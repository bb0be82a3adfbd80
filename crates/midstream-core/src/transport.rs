use std::collections::HashMap;
use std::io;
use std::net::SocketAddr;
use std::sync::{Arc, Mutex};
use std::time::{Duration, Instant};

use rustls::pki_types::ServerName;
use tokio::io::{AsyncRead, AsyncReadExt, AsyncWriteExt};
use tokio::net::TcpStream;
use tokio_rustls::TlsConnector;
use tracing::{debug, error};

use crate::client_stream::ClientIo;
use crate::config::ProxyConfig;
use crate::context::{FlowContext, Scheme};
use crate::delegate::{ProxyDelegate, UpstreamEvent, UpstreamProxy};
use crate::errors::FailureKind;
use crate::headers;
use crate::http1::{self, parse_response_head, BufferedStream, ResponseHead, IO_CHUNK_SIZE};

pub enum RoundTrip {
    Aborted,
    Upstream(io::Result<UpstreamResponse>),
}

pub struct UpstreamResponse {
    pub head: ResponseHead,
    conn: BufferedStream<Box<dyn ClientIo>>,
    pool: Option<Arc<ConnectionPool>>,
    pool_key: PoolKey,
    reusable: bool,
    drained: bool,
    max_head_bytes: usize,
}

impl UpstreamResponse {
    pub async fn relay_body_to<W>(&mut self, sink: &mut W) -> io::Result<u64>
    where
        W: tokio::io::AsyncWrite + Unpin,
    {
        let moved = self
            .conn
            .relay_body_into(sink, self.head.body_mode, self.max_head_bytes)
            .await?;
        self.drained = true;
        Ok(moved)
    }

    pub fn finish(self) {
        if !self.drained || !self.reusable || !self.conn.read_buf.is_empty() {
            return;
        }
        if let Some(pool) = self.pool {
            pool.store(self.pool_key, self.conn.into_inner());
        }
    }
}

#[derive(Debug, Clone, PartialEq, Eq, Hash)]
struct PoolKey {
    tls: bool,
    authority: String,
    via: Option<String>,
}

struct IdleConn {
    io: Box<dyn ClientIo>,
    parked_at: Instant,
}

struct ConnectionPool {
    idle: Mutex<HashMap<PoolKey, Vec<IdleConn>>>,
    max_idle: usize,
    idle_timeout: Duration,
}

impl ConnectionPool {
    fn new(max_idle: usize, idle_timeout: Duration) -> Self {
        Self {
            idle: Mutex::new(HashMap::new()),
            max_idle,
            idle_timeout,
        }
    }

    fn checkout(&self, key: &PoolKey) -> Option<Box<dyn ClientIo>> {
        let mut idle = self.idle.lock().expect("connection pool lock poisoned");
        let bucket = idle.get_mut(key)?;
        while let Some(conn) = bucket.pop() {
            if conn.parked_at.elapsed() < self.idle_timeout {
                return Some(conn.io);
            }
        }
        None
    }

    fn store(&self, key: PoolKey, io: Box<dyn ClientIo>) {
        let mut idle = self.idle.lock().expect("connection pool lock poisoned");
        let total: usize = idle.values().map(Vec::len).sum();
        if total >= self.max_idle {
            return;
        }
        idle.entry(key).or_default().push(IdleConn {
            io,
            parked_at: Instant::now(),
        });
    }

    #[cfg(test)]
    fn idle_count(&self) -> usize {
        self.idle
            .lock()
            .expect("connection pool lock poisoned")
            .values()
            .map(Vec::len)
            .sum()
    }
}

pub struct Transport {
    dial_timeout: Duration,
    tls_handshake_timeout: Duration,
    disable_keep_alives: bool,
    max_head_bytes: usize,
    pool: Arc<ConnectionPool>,
    upstream_tls: Arc<rustls::ClientConfig>,
}

impl Transport {
    pub fn new(config: &ProxyConfig, upstream_tls: Arc<rustls::ClientConfig>) -> Self {
        Self {
            dial_timeout: config.dial_timeout,
            tls_handshake_timeout: config.tls_handshake_timeout,
            disable_keep_alives: config.disable_keep_alives,
            max_head_bytes: config.max_head_bytes,
            pool: Arc::new(ConnectionPool::new(
                config.max_idle_connections,
                config.idle_connection_timeout,
            )),
            upstream_tls,
        }
    }

    pub(crate) async fn round_trip<D, BS>(
        &self,
        delegate: &D,
        ctx: &mut FlowContext,
        body_source: &mut BufferedStream<BS>,
    ) -> RoundTrip
    where
        D: ProxyDelegate,
        BS: AsyncRead + Unpin,
    {
        delegate.before_request(ctx).await;
        if ctx.aborted() {
            ctx.record_failure_kind(FailureKind::BeforeRequestFail);
            return RoundTrip::Aborted;
        }

        let mut outbound = ctx.request.head.clone();
        headers::remove_mitm_marker(&mut outbound.headers);
        headers::remove_connection_listed(&mut outbound.headers);
        headers::remove_hop_by_hop(&mut outbound.headers);
        if !outbound.headers.contains_key("host") {
            if let Ok(host) = http::HeaderValue::from_str(&ctx.request.host) {
                outbound.headers.insert("host", host);
            }
        }

        let parent = delegate.parent_proxy(ctx).await;
        if ctx.aborted() {
            ctx.record_failure_kind(FailureKind::ParentProxyFail);
            return RoundTrip::Aborted;
        }

        let result = self
            .exchange(ctx, &outbound, parent.as_ref(), body_source)
            .await;

        let event = match &result {
            Ok(response) => UpstreamEvent::Response(&response.head),
            Err(error) => UpstreamEvent::Failed(error),
        };
        delegate.before_response(ctx, &event).await;
        if ctx.aborted() {
            ctx.record_failure_kind(FailureKind::BeforeResponseFail);
            return RoundTrip::Aborted;
        }

        match result {
            Ok(mut response) => {
                headers::remove_connection_listed(&mut response.head.headers);
                headers::remove_hop_by_hop(&mut response.head.headers);
                RoundTrip::Upstream(Ok(response))
            }
            Err(error) => RoundTrip::Upstream(Err(error)),
        }
    }

    async fn exchange<BS>(
        &self,
        ctx: &mut FlowContext,
        outbound: &http1::RequestHead,
        parent: Option<&UpstreamProxy>,
        body_source: &mut BufferedStream<BS>,
    ) -> io::Result<UpstreamResponse>
    where
        BS: AsyncRead + Unpin,
    {
        let scheme = ctx.request.scheme;
        let authority = full_authority(&ctx.request.host, scheme.default_port())?;
        let key = PoolKey {
            tls: scheme.is_tls(),
            authority: authority.clone(),
            via: parent.map(|proxy| proxy.authority.clone()),
        };

        let (mut conn, pooled) = match self.checkout(&key) {
            Some(io) => (BufferedStream::new(io), true),
            None => (
                BufferedStream::new(self.establish(scheme, &authority, parent).await?),
                false,
            ),
        };
        if pooled {
            debug!(authority = %authority, "reusing pooled upstream connection");
        }

        let target = request_target(outbound, &ctx.request.host, scheme, parent);
        let head_bytes = http1::serialize_request_head(
            &outbound.method,
            &target,
            outbound.version,
            &outbound.headers,
            outbound.body_mode,
        );
        conn.write_all(&head_bytes).await?;
        ctx.request_bytes += head_bytes.len() as u64;

        let body_bytes = body_source
            .relay_body_into(&mut conn, outbound.body_mode, self.max_head_bytes)
            .await?;
        ctx.request_bytes += body_bytes;

        let raw_head = conn.read_head(self.max_head_bytes).await?.ok_or_else(|| {
            io::Error::new(
                io::ErrorKind::UnexpectedEof,
                "upstream closed before response headers",
            )
        })?;
        let head = parse_response_head(&raw_head, &outbound.method)?;

        let reusable = !self.disable_keep_alives
            && !head.connection_close
            && !outbound.connection_close
            && head.body_mode != http1::BodyMode::CloseDelimited;

        Ok(UpstreamResponse {
            head,
            conn,
            pool: Some(Arc::clone(&self.pool)),
            pool_key: key,
            reusable,
            drained: false,
            max_head_bytes: self.max_head_bytes,
        })
    }

    fn checkout(&self, key: &PoolKey) -> Option<Box<dyn ClientIo>> {
        if self.disable_keep_alives {
            return None;
        }
        self.pool.checkout(key)
    }

    async fn establish(
        &self,
        scheme: Scheme,
        authority: &str,
        parent: Option<&UpstreamProxy>,
    ) -> io::Result<Box<dyn ClientIo>> {
        let dial_authority = parent.map(|proxy| proxy.authority.as_str()).unwrap_or(authority);
        let mut tcp = connect_tcp(dial_authority, scheme.default_port(), self.dial_timeout).await?;

        if scheme.is_tls() {
            if let Some(proxy) = parent {
                establish_connect_tunnel(&mut tcp, authority, proxy, self.max_head_bytes).await?;
            }
            let (host, _) = split_authority(authority, scheme.default_port())?;
            let server_name = ServerName::try_from(host).map_err(|_| {
                io::Error::new(io::ErrorKind::InvalidInput, "invalid upstream server name")
            })?;
            let connector = TlsConnector::from(Arc::clone(&self.upstream_tls));
            let tls = tokio::time::timeout(self.tls_handshake_timeout, connector.connect(server_name, tcp))
                .await
                .map_err(|_| {
                    io::Error::new(io::ErrorKind::TimedOut, "upstream TLS handshake timed out")
                })??;
            Ok(Box::new(tls))
        } else {
            Ok(Box::new(tcp))
        }
    }
}

async fn establish_connect_tunnel(
    stream: &mut TcpStream,
    authority: &str,
    proxy: &UpstreamProxy,
    max_head_bytes: usize,
) -> io::Result<()> {
    let mut connect = format!("CONNECT {authority} HTTP/1.1\r\nHost: {authority}\r\n");
    if let Some(credentials) = proxy.basic_authorization() {
        connect.push_str(&format!("Proxy-Authorization: {credentials}\r\n"));
    }
    connect.push_str("\r\n");
    stream.write_all(connect.as_bytes()).await?;

    let mut head = Vec::new();
    let mut chunk = [0_u8; IO_CHUNK_SIZE];
    loop {
        if head.len() > max_head_bytes {
            return Err(io::Error::new(
                io::ErrorKind::InvalidData,
                "parent proxy response headers exceeded limit",
            ));
        }
        let read = stream.read(&mut chunk).await?;
        if read == 0 {
            return Err(io::Error::new(
                io::ErrorKind::UnexpectedEof,
                "parent proxy closed before CONNECT response",
            ));
        }
        head.extend_from_slice(&chunk[..read]);
        if head.windows(4).any(|window| window == b"\r\n\r\n") {
            break;
        }
    }

    let response = parse_response_head(&head, "CONNECT")?;
    if response.status / 100 != 2 {
        error!(status = response.status, "parent proxy refused CONNECT");
        return Err(io::Error::new(
            io::ErrorKind::ConnectionRefused,
            format!("parent proxy CONNECT failed with status {}", response.status),
        ));
    }
    Ok(())
}

fn request_target(
    head: &http1::RequestHead,
    host: &str,
    scheme: Scheme,
    parent: Option<&UpstreamProxy>,
) -> String {
    let origin = origin_form(&head.target);
    if parent.is_some() && !scheme.is_tls() {
        if head.target.starts_with("http://") || head.target.starts_with("https://") {
            head.target.clone()
        } else {
            format!("{}://{host}{origin}", scheme.as_str())
        }
    } else {
        origin
    }
}

pub(crate) fn origin_form(target: &str) -> String {
    let rest = target
        .strip_prefix("http://")
        .or_else(|| target.strip_prefix("https://"));
    let path = match rest {
        Some(rest) => match rest.find('/') {
            Some(index) => &rest[index..],
            None => "/",
        },
        None => target,
    };
    if path.is_empty() {
        "/".to_string()
    } else {
        path.to_string()
    }
}

pub(crate) fn split_authority(authority: &str, default_port: u16) -> io::Result<(String, u16)> {
    if authority.is_empty() {
        return Err(io::Error::new(
            io::ErrorKind::InvalidInput,
            "request has no target host",
        ));
    }

    if let Some(rest) = authority.strip_prefix('[') {
        let (host, tail) = rest.split_once(']').ok_or_else(|| {
            io::Error::new(io::ErrorKind::InvalidInput, "unterminated IPv6 literal")
        })?;
        let port = match tail.strip_prefix(':') {
            Some(port_text) => port_text.parse::<u16>().map_err(|_| {
                io::Error::new(io::ErrorKind::InvalidInput, "invalid port in authority")
            })?,
            None => default_port,
        };
        return Ok((host.to_string(), port));
    }

    match authority.rsplit_once(':') {
        Some((host, port_text)) if !host.contains(':') => {
            let port = port_text.parse::<u16>().map_err(|_| {
                io::Error::new(io::ErrorKind::InvalidInput, "invalid port in authority")
            })?;
            Ok((host.to_string(), port))
        }
        // A bare IPv6 address without brackets or a plain host.
        _ => Ok((authority.to_string(), default_port)),
    }
}

fn full_authority(authority: &str, default_port: u16) -> io::Result<String> {
    let (host, port) = split_authority(authority, default_port)?;
    if host.contains(':') {
        Ok(format!("[{host}]:{port}"))
    } else {
        Ok(format!("{host}:{port}"))
    }
}

pub(crate) async fn connect_tcp(
    authority: &str,
    default_port: u16,
    timeout: Duration,
) -> io::Result<TcpStream> {
    let (host, port) = split_authority(authority, default_port)?;
    let deadline = Instant::now() + timeout;

    let resolved = tokio::time::timeout(timeout, tokio::net::lookup_host((host.as_str(), port)))
        .await
        .map_err(|_| io::Error::new(io::ErrorKind::TimedOut, "upstream resolution timed out"))?
        .map_err(|error| {
            io::Error::new(error.kind(), format!("upstream resolution failed: {error}"))
        })?;

    let addrs = interleave_address_families(resolved.collect());
    if addrs.is_empty() {
        return Err(io::Error::new(
            io::ErrorKind::NotFound,
            "upstream resolution returned no addresses",
        ));
    }

    let mut last_error: Option<io::Error> = None;
    for addr in addrs {
        let remaining = deadline.saturating_duration_since(Instant::now());
        if remaining.is_zero() {
            break;
        }
        match tokio::time::timeout(remaining, TcpStream::connect(addr)).await {
            Ok(Ok(stream)) => {
                let _ = stream.set_nodelay(true);
                return Ok(stream);
            }
            Ok(Err(error)) => last_error = Some(error),
            Err(_) => {
                last_error = Some(io::Error::new(
                    io::ErrorKind::TimedOut,
                    "upstream connect timed out",
                ));
            }
        }
    }

    Err(last_error
        .unwrap_or_else(|| io::Error::new(io::ErrorKind::TimedOut, "upstream connect timed out")))
}

fn interleave_address_families(addrs: Vec<SocketAddr>) -> Vec<SocketAddr> {
    let mut first = Vec::new();
    let mut second = Vec::new();
    let prefer_v6 = addrs.first().map(SocketAddr::is_ipv6).unwrap_or(false);
    for addr in addrs {
        if addr.is_ipv6() == prefer_v6 {
            first.push(addr);
        } else {
            second.push(addr);
        }
    }

    let mut ordered = Vec::with_capacity(first.len() + second.len());
    let mut first = first.into_iter();
    let mut second = second.into_iter();
    loop {
        match (first.next(), second.next()) {
            (None, None) => break,
            (a, b) => {
                ordered.extend(a);
                ordered.extend(b);
            }
        }
    }
    ordered
}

WORK ORDER
Which of the lines above include the string "true"? Pick them out and copy them.

ANSWER FOR THIS EXERCISE
        self.drained = true;
            Some(io) => (BufferedStream::new(io), true),
                let _ = stream.set_nodelay(true);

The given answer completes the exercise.